INSTRUCTIONS FOR THE TASK: Every line containing the string "child" is to be copied from the records.

GIVEN INFORMATION:
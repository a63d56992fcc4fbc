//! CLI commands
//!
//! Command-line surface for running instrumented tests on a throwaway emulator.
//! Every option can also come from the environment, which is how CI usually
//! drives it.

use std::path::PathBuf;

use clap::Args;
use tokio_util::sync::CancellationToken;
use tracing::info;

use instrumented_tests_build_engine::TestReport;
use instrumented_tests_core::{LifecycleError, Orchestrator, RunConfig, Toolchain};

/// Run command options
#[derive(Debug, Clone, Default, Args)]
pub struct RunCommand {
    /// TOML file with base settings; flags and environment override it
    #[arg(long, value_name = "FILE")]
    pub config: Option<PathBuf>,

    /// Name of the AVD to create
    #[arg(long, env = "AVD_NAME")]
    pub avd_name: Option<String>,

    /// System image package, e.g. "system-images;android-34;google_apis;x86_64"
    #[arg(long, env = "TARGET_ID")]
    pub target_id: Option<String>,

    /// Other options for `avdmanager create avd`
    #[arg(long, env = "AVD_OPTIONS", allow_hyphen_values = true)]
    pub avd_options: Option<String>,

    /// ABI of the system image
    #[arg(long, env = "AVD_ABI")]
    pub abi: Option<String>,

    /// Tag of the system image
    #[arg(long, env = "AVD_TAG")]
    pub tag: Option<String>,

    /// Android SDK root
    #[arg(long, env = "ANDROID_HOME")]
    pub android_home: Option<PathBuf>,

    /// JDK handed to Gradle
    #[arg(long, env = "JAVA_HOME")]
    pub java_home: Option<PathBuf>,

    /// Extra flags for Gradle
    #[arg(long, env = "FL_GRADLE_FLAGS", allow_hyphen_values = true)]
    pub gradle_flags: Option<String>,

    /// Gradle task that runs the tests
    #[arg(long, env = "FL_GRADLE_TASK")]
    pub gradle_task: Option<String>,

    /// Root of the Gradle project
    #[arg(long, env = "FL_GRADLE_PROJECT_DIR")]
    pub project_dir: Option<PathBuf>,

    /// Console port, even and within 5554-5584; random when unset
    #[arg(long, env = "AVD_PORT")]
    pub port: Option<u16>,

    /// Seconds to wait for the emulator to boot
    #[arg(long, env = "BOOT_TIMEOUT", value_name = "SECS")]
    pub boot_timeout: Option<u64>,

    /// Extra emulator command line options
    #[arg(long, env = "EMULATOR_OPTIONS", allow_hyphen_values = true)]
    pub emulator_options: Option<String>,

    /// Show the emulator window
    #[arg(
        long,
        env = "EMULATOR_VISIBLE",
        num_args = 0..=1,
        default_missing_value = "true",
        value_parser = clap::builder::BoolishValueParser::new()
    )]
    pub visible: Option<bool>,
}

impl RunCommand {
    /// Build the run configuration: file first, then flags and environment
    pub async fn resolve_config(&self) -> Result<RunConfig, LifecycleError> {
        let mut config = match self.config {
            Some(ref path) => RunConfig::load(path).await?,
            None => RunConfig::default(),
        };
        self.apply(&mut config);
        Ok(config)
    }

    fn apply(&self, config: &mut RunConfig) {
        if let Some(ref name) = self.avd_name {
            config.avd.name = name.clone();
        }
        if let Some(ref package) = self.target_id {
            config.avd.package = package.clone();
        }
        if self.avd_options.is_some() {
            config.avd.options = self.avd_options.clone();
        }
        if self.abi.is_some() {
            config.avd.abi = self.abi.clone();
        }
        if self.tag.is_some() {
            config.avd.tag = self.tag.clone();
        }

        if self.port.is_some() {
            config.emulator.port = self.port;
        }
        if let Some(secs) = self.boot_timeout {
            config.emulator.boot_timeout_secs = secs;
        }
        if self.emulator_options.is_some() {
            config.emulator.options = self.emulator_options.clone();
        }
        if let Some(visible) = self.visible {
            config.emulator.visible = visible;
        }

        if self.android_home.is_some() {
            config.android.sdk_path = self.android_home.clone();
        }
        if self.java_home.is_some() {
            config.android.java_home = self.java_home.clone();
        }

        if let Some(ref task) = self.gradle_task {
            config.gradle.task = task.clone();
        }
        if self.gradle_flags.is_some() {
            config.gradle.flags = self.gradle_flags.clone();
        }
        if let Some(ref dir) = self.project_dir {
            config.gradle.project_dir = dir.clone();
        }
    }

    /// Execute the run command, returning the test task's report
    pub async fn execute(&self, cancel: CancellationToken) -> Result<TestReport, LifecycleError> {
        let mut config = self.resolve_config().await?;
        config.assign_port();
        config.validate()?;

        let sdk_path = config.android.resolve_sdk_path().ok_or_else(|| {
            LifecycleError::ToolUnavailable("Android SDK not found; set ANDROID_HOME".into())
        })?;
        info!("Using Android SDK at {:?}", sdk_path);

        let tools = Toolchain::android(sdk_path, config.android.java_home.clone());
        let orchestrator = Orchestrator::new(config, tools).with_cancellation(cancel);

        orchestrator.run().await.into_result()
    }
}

--

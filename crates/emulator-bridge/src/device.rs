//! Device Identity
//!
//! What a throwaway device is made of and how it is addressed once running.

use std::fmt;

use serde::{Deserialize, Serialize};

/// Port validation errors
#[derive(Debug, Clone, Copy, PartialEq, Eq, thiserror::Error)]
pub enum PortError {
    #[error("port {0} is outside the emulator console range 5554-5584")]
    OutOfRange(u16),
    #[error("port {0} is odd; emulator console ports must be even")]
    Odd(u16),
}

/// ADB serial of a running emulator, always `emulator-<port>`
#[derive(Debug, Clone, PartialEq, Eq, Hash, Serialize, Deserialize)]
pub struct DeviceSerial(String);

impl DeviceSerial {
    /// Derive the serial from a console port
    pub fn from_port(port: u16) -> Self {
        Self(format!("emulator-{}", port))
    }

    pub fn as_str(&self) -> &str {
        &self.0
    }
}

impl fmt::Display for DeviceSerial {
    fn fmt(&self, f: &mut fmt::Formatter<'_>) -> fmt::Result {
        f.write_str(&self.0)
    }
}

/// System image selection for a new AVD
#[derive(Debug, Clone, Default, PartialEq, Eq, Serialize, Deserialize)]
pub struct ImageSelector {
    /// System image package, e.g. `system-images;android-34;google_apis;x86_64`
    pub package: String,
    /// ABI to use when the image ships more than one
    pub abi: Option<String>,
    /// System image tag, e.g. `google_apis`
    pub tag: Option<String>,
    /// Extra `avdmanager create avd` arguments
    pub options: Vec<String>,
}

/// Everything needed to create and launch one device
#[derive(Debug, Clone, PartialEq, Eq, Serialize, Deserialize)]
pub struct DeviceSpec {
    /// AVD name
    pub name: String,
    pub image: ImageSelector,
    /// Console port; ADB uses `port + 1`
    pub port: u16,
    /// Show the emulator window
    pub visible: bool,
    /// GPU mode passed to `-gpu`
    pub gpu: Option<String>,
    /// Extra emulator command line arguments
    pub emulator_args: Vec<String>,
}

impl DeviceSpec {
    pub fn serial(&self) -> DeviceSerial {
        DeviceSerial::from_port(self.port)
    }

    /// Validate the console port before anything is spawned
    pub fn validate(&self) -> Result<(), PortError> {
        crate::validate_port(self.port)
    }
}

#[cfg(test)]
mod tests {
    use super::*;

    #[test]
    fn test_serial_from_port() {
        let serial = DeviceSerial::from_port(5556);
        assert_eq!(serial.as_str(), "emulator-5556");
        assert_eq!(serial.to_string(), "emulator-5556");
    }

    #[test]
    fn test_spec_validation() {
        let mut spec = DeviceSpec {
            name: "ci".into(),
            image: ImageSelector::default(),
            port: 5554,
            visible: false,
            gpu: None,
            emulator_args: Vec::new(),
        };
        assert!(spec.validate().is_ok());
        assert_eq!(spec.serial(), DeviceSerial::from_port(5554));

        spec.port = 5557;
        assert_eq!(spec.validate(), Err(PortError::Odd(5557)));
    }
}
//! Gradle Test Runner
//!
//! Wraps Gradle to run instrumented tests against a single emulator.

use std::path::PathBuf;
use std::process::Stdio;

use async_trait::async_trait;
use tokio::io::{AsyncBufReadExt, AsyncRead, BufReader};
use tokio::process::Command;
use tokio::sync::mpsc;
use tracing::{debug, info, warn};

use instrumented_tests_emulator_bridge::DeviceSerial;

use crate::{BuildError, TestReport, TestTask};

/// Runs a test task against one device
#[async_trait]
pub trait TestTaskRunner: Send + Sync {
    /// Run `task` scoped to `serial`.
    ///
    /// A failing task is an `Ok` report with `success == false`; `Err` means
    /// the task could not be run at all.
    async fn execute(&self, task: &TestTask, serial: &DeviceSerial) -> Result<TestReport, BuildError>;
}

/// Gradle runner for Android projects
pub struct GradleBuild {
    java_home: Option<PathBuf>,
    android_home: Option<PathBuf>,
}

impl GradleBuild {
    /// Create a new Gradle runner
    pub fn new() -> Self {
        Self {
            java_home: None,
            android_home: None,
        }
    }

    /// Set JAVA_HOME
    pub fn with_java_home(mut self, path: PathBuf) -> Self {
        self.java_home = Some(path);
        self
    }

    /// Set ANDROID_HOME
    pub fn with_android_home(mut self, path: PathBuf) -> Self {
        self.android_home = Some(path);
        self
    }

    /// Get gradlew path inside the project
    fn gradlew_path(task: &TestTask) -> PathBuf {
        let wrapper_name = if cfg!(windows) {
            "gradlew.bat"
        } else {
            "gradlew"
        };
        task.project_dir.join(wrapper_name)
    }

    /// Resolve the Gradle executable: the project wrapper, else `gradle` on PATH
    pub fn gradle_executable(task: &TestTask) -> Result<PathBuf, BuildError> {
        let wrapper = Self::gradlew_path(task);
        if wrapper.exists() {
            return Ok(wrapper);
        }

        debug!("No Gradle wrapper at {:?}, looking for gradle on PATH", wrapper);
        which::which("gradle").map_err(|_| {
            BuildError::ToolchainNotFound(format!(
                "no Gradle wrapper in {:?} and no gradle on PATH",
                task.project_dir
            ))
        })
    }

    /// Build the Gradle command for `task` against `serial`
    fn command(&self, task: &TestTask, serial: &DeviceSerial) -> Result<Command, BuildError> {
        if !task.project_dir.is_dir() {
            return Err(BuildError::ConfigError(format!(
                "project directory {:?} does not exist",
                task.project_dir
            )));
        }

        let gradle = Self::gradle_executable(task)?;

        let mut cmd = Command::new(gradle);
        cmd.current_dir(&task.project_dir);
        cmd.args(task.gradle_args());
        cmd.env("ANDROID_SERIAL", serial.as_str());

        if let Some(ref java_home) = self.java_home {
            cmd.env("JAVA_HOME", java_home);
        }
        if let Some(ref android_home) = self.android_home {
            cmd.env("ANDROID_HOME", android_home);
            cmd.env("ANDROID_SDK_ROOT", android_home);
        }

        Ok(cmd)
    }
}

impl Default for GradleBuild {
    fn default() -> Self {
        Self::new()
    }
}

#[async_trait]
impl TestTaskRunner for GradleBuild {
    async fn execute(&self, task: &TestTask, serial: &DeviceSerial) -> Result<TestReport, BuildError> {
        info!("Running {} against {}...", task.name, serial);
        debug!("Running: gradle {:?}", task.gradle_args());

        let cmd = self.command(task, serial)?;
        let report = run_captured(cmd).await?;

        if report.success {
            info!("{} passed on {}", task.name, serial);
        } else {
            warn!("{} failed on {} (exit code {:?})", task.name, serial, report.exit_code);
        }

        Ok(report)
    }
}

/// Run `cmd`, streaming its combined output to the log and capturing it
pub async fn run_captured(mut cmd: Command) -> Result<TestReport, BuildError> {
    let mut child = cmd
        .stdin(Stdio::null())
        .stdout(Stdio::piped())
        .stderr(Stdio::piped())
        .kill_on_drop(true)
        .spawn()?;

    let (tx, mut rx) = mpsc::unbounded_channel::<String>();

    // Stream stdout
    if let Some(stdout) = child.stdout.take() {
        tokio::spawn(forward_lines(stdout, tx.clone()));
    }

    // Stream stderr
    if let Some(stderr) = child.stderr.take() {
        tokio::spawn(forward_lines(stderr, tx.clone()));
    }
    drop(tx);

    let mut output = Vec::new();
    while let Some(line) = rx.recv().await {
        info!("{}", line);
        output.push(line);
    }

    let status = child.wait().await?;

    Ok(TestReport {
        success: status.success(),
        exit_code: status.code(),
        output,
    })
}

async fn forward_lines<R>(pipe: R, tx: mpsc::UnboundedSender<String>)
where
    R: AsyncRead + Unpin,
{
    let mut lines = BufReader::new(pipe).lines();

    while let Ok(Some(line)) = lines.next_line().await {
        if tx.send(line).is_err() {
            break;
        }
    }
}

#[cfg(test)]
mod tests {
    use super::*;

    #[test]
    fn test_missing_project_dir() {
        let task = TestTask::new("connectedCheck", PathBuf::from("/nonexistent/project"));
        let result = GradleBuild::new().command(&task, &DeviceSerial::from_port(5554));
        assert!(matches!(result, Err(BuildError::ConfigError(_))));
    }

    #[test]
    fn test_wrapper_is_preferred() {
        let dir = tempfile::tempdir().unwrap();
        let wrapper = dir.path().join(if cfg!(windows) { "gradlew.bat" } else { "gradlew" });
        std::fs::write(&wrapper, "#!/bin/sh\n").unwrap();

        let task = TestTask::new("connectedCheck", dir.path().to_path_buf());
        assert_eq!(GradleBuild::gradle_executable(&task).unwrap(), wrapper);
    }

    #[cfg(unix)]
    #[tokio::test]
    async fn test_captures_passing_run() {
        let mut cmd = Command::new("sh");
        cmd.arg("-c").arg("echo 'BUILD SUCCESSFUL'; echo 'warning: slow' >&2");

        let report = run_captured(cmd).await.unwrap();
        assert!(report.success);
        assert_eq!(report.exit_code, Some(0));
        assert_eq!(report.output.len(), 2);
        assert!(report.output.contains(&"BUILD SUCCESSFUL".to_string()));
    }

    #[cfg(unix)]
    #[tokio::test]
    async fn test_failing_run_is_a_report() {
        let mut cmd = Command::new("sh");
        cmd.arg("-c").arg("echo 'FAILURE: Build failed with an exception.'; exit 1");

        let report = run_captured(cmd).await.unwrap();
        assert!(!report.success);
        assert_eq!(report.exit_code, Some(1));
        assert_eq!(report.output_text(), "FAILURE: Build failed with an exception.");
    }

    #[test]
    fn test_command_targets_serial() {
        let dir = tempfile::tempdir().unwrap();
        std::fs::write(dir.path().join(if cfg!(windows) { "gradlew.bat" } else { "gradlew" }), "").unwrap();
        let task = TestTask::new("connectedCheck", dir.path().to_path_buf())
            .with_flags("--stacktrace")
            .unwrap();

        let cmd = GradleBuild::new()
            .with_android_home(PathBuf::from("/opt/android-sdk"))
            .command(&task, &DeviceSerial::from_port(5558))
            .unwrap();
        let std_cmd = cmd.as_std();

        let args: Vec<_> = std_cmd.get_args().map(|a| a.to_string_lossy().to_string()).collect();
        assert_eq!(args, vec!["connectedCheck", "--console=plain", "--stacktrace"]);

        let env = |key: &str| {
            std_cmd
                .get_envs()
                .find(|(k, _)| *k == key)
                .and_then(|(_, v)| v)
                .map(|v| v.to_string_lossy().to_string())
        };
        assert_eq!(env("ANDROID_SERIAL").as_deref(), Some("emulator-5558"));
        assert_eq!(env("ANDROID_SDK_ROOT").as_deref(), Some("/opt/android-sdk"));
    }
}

THE COMPLETED TASK:
    let mut child = cmd
    if let Some(stdout) = child.stdout.take() {
    if let Some(stderr) = child.stderr.take() {
    let status = child.wait().await?;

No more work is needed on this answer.